## PROVIDED MATERIAL
==========

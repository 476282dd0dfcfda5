//! Target sampling and the candidate→target coverage graph.

use crate::PlanError;
use geo::{BoundingRect, Contains, Point, Polygon};
use meshrf_link::{analyze_link, GeoPoint, LinkError, LinkParams, LinkRequest};
use meshrf_metrics::metric_defs;
use meshrf_terrain::ElevationCache;
use rayon::prelude::*;
use serde::{Deserialize, Serialize};
use tracing::{debug, info, warn};

/// Metres per degree used to turn target spacing into a grid step.
pub const METERS_PER_DEGREE: f64 = 111_000.0;

/// Largest target grid (before polygon filtering) a request may ask for.
pub const MAX_TARGET_GRID_POINTS: usize = 250_000;

fn default_weight() -> f64 {
    1.0
}

/// A place a transmitter could be installed.
#[derive(Debug, Clone, PartialEq, Serialize, Deserialize)]
pub struct CandidateSite {
    /// Identifier; blank ids are assigned `cand_{index}`.
    #[serde(default)]
    pub id: String,
    /// Latitude in degrees.
    pub lat: f64,
    /// Longitude in degrees.
    pub lon: f64,
    /// Ground elevation (meters), filled in from terrain when the graph is built.
    #[serde(default)]
    pub elevation: f64,
    /// Antenna height above ground (meters); the planner default applies when absent.
    #[serde(default, alias = "height")]
    pub height_m: Option<f64>,
    /// Cost of selecting this site.
    #[serde(default = "default_weight")]
    pub weight: f64,
}

impl CandidateSite {
    /// Candidate at a position with default height and weight.
    pub fn new(id: impl Into<String>, lat: f64, lon: f64) -> Self {
        Self {
            id: id.into(),
            lat,
            lon,
            elevation: 0.0,
            height_m: None,
            weight: default_weight(),
        }
    }

    /// Set the selection cost.
    pub fn with_weight(mut self, weight: f64) -> Self {
        self.weight = weight;
        self
    }

    /// Set the antenna height.
    pub fn with_height(mut self, height_m: f64) -> Self {
        self.height_m = Some(height_m);
        self
    }

    /// Reject weights that would skew the cost ratio (NaN, infinite, zero or
    /// negative).
    pub fn validate(&self) -> Result<(), String> {
        if !(self.weight.is_finite() && self.weight > 0.0) {
            return Err(format!("weight must be finite and positive, got {}", self.weight));
        }
        Ok(())
    }
}

/// A point that should be covered.
#[derive(Debug, Clone, PartialEq, Serialize, Deserialize)]
pub struct TargetPoint {
    /// Identifier, `tgt_{index}`.
    pub id: String,
    /// Latitude in degrees.
    pub lat: f64,
    /// Longitude in degrees.
    pub lon: f64,
    /// Ground elevation (meters).
    pub elevation: f64,
}

/// Settings for building a coverage graph.
#[derive(Debug, Clone, PartialEq, Serialize, Deserialize)]
#[serde(default)]
pub struct CoverageOptions {
    /// Antenna height for candidates that do not specify one (meters).
    pub candidate_height_m: f64,
    /// Receiver antenna height at targets (meters).
    pub receiver_height_m: f64,
    /// Link analysis constants.
    pub link: LinkParams,
}

impl Default for CoverageOptions {
    fn default() -> Self {
        Self {
            candidate_height_m: 10.0,
            receiver_height_m: 2.0,
            link: LinkParams::default(),
        }
    }
}

/// Which targets each candidate reaches.
#[derive(Debug, Clone, PartialEq, Serialize)]
pub struct CoverageGraph {
    /// Candidates in input order, ids and elevations resolved.
    pub candidates: Vec<CandidateSite>,
    /// Targets in input order.
    pub targets: Vec<TargetPoint>,
    /// For each candidate, ascending indices of the targets it covers.
    pub adjacency: Vec<Vec<usize>>,
    /// Candidate ground elevations and link profile samples that rest on
    /// substituted terrain.
    pub degraded_samples: usize,
}

impl CoverageGraph {
    /// Total number of candidate→target edges.
    pub fn edge_count(&self) -> usize {
        self.adjacency.iter().map(Vec::len).sum()
    }

    /// Targets covered by candidate `index`.
    pub fn neighbors(&self, index: usize) -> &[usize] {
        self.adjacency.get(index).map(Vec::as_slice).unwrap_or(&[])
    }
}

/// Grid-sample the polygon at roughly `spacing_m` and keep interior points.
///
/// The grid starts at the bounding box's south-west corner and steps by
/// `spacing_m / 111000` degrees, longitude in the outer loop and latitude in
/// the inner loop, stopping before the east/north edges. Points on the
/// boundary are not inside.
pub fn sample_targets(
    cache: &ElevationCache,
    polygon: &Polygon<f64>,
    spacing_m: f64,
) -> Result<Vec<TargetPoint>, PlanError> {
    if !(spacing_m.is_finite() && spacing_m > 0.0) {
        return Err(PlanError::InvalidGeometry(format!(
            "target spacing must be positive, got {}",
            spacing_m
        )));
    }
    let rect = polygon
        .bounding_rect()
        .ok_or_else(|| PlanError::InvalidGeometry("polygon has no extent".to_string()))?;

    let step = spacing_m / METERS_PER_DEGREE;
    let (min, max) = (rect.min(), rect.max());
    let columns = steps_in(min.x, max.x, step);
    let rows = steps_in(min.y, max.y, step);

    let requested = columns.saturating_mul(rows);
    if requested > MAX_TARGET_GRID_POINTS {
        return Err(PlanError::RegionTooLarge {
            requested,
            limit: MAX_TARGET_GRID_POINTS,
            unit: "grid points",
        });
    }

    let mut targets = Vec::new();
    for i in 0..columns {
        let lon = min.x + i as f64 * step;
        for j in 0..rows {
            let lat = min.y + j as f64 * step;
            if polygon.contains(&Point::new(lon, lat)) {
                let elevation = cache.get_elevation(lat, lon).value();
                targets.push(TargetPoint {
                    id: format!("tgt_{}", targets.len()),
                    lat,
                    lon,
                    elevation,
                });
            }
        }
    }

    debug!(grid = requested, targets = targets.len(), spacing_m, "sampled targets");
    Ok(targets)
}

/// Number of values in the half-open range `[start, stop)` stepping by `step`.
fn steps_in(start: f64, stop: f64, step: f64) -> usize {
    let n = ((stop - start) / step).ceil();
    if n.is_finite() && n > 0.0 {
        n as usize
    } else {
        0
    }
}

pub(crate) fn validate_candidates(candidates: &[CandidateSite]) -> Result<(), PlanError> {
    for (index, c) in candidates.iter().enumerate() {
        c.validate().map_err(|reason| PlanError::InvalidCandidate { index, reason })?;
    }
    Ok(())
}

/// Evaluate every candidate/target pair and connect the usable ones.
///
/// Candidates are processed in parallel; the adjacency lists come out in
/// candidate input order with target indices ascending.
pub fn build_coverage_graph(
    cache: &ElevationCache,
    candidates: &[CandidateSite],
    targets: &[TargetPoint],
    freq_mhz: f64,
    options: &CoverageOptions,
) -> Result<CoverageGraph, PlanError> {
    if !(freq_mhz.is_finite() && freq_mhz > 0.0) {
        return Err(LinkError::InvalidInput(format!(
            "frequency must be positive, got {} MHz",
            freq_mhz
        ))
        .into());
    }

    validate_candidates(candidates)?;

    let mut degraded_samples = 0;
    let candidates: Vec<CandidateSite> = candidates
        .iter()
        .enumerate()
        .map(|(i, c)| {
            let mut c = c.clone();
            if c.id.trim().is_empty() {
                c.id = format!("cand_{}", i);
            }
            let ground = cache.get_elevation(c.lat, c.lon);
            degraded_samples += usize::from(ground.is_degraded());
            c.elevation = ground.value();
            c
        })
        .collect();

    info!(
        candidates = candidates.len(),
        targets = targets.len(),
        threads = rayon::current_num_threads(),
        "building coverage graph"
    );

    let rows = candidates
        .par_iter()
        .map(|candidate| -> Result<(Vec<usize>, usize), LinkError> {
            let from = GeoPoint::new(candidate.lat, candidate.lon);
            let from_height_m = candidate.height_m.unwrap_or(options.candidate_height_m);

            let mut covered = Vec::new();
            let mut degraded = 0;
            for (t, target) in targets.iter().enumerate() {
                let request = LinkRequest {
                    from,
                    to: GeoPoint::new(target.lat, target.lon),
                    freq_mhz,
                    from_height_m,
                    to_height_m: options.receiver_height_m,
                };
                let link = analyze_link(cache, &request, &options.link)?;
                degraded += link.degraded_samples;
                if link.status.is_usable() {
                    covered.push(t);
                }
            }
            Ok((covered, degraded))
        })
        .collect::<Result<Vec<_>, _>>()?;

    let mut adjacency = Vec::with_capacity(rows.len());
    for (covered, degraded) in rows {
        adjacency.push(covered);
        degraded_samples += degraded;
    }
    if degraded_samples > 0 {
        warn!(degraded_samples, "coverage graph built on substituted terrain");
    }

    let graph = CoverageGraph {
        candidates,
        targets: targets.to_vec(),
        adjacency,
        degraded_samples,
    };
    metrics::gauge!(metric_defs::COVERAGE_GRAPH_EDGES.name).set(graph.edge_count() as f64);
    info!(edges = graph.edge_count(), "coverage graph built");
    Ok(graph)
}

#[cfg(test)]
mod tests {
    use super::*;

    #[test]
    fn test_steps_in_matches_half_open_range() {
        assert_eq!(steps_in(0.0, 1.0, 0.25), 4);
        assert_eq!(steps_in(0.0, 1.0, 0.3), 4);
        assert_eq!(steps_in(0.0, 0.0, 0.1), 0);
        assert_eq!(steps_in(1.0, 0.0, 0.1), 0);
    }

    #[test]
    fn test_candidate_json_defaults() {
        let c: CandidateSite = serde_json::from_str(r#"{"lat": 1.0, "lon": 2.0, "height": 25}"#).unwrap();
        assert_eq!(c.id, "");
        assert_eq!(c.height_m, Some(25.0));
        assert_eq!(c.weight, 1.0);

        let bare: CandidateSite = serde_json::from_str(r#"{"lat": 1.0, "lon": 2.0, "type": "tower"}"#).unwrap();
        assert_eq!(bare.height_m, None);
    }

    #[test]
    fn test_graph_edge_count() {
        let graph = CoverageGraph {
            candidates: vec![CandidateSite::new("a", 0.0, 0.0), CandidateSite::new("b", 0.0, 0.0)],
            targets: Vec::new(),
            adjacency: vec![vec![0, 1, 2], vec![2]],
            degraded_samples: 0,
        };
        assert_eq!(graph.edge_count(), 4);
        assert_eq!(graph.neighbors(1), &[2]);
        assert!(graph.neighbors(7).is_empty());
    }

    #[test]
    fn test_candidate_weight_must_be_finite_and_positive() {
        assert!(CandidateSite::new("a", 0.0, 0.0).validate().is_ok());
        for weight in [0.0, -1.0, f64::NAN, f64::INFINITY] {
            let c = CandidateSite::new("a", 0.0, 0.0).with_weight(weight);
            assert!(c.validate().is_err(), "weight {} accepted", weight);
        }
    }
}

==========

## TASK
Among the lines of the material above, find those with the word "LinkParams". Copy each one.

## TASK OUTPUT
use meshrf_link::{analyze_link, GeoPoint, LinkError, LinkParams, LinkRequest};
    pub link: LinkParams,
            link: LinkParams::default(),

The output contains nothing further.